→ Exercise requirements:
Please give back only the lines below from the one containing "from the harness." to the one containing "let config = MutationConfig::default();", each repeated word for word, both ends included.

Saved data entries
-- Opening Marker --
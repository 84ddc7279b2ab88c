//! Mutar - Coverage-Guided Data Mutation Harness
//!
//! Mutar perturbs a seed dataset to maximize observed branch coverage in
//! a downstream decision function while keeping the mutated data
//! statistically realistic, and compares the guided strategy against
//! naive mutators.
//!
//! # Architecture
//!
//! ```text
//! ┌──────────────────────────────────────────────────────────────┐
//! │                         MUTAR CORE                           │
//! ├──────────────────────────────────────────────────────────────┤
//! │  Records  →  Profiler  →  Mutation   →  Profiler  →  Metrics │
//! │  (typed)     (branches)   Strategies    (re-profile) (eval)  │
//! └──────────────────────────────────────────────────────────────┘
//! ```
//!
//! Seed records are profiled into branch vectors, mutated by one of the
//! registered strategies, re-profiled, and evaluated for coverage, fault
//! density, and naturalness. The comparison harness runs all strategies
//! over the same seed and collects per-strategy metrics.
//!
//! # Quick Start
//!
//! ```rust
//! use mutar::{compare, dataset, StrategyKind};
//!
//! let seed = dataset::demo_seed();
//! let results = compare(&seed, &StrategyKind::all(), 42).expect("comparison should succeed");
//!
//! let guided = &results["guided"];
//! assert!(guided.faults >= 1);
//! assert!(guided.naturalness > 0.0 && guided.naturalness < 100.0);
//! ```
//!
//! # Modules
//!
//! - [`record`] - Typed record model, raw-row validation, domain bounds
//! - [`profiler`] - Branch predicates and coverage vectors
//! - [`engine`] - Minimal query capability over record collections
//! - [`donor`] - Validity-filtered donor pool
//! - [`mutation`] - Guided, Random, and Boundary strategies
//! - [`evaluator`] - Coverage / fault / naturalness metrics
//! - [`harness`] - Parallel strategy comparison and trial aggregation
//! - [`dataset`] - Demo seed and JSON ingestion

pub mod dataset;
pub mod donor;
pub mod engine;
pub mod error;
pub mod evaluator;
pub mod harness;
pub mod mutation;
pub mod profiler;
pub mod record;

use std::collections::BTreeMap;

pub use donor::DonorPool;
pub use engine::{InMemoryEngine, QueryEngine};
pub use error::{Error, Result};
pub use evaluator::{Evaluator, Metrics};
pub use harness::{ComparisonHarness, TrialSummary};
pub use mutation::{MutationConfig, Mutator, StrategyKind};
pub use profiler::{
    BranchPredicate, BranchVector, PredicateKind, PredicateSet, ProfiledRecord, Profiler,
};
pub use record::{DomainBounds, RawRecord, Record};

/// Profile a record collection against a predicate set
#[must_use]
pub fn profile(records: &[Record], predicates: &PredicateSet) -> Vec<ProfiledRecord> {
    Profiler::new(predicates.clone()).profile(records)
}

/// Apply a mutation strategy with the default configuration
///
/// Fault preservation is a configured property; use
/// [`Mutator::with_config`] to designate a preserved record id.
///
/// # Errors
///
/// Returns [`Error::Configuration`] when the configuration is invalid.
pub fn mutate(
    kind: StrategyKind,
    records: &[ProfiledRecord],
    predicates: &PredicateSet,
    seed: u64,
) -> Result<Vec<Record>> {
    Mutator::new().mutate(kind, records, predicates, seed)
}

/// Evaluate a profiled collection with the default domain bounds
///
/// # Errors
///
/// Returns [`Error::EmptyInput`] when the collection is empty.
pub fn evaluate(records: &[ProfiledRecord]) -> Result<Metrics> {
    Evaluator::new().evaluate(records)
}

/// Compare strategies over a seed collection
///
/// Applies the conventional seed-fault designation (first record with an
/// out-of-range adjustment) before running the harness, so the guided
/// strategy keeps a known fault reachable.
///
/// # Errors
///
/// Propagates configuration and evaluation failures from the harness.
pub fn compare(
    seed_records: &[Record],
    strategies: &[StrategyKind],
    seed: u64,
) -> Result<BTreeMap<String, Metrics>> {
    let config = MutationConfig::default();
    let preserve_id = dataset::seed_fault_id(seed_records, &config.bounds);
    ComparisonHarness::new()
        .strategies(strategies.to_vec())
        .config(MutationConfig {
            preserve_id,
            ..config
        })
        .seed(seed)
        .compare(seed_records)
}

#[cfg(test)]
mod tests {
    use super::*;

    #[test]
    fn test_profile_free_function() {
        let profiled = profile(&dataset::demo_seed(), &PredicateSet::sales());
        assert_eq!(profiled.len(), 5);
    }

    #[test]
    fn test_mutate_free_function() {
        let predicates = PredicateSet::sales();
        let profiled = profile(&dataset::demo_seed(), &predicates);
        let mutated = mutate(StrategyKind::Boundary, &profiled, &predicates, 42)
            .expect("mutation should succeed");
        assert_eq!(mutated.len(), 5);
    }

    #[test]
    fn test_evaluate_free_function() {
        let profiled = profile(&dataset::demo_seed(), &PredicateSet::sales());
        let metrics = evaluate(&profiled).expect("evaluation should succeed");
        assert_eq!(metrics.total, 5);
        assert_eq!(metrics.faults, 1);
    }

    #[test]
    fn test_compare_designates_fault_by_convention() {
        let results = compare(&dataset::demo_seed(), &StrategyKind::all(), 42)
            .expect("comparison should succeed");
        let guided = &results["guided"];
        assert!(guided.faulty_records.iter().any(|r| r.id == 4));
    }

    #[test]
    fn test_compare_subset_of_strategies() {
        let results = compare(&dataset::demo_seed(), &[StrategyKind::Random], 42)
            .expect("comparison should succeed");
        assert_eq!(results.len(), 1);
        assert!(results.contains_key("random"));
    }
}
-- Closing Marker --
→ Solution to this task:
/// Propagates configuration and evaluation failures from the harness.
pub fn compare(
    seed_records: &[Record],
    strategies: &[StrategyKind],
    seed: u64,
) -> Result<BTreeMap<String, Metrics>> {
    let config = MutationConfig::default();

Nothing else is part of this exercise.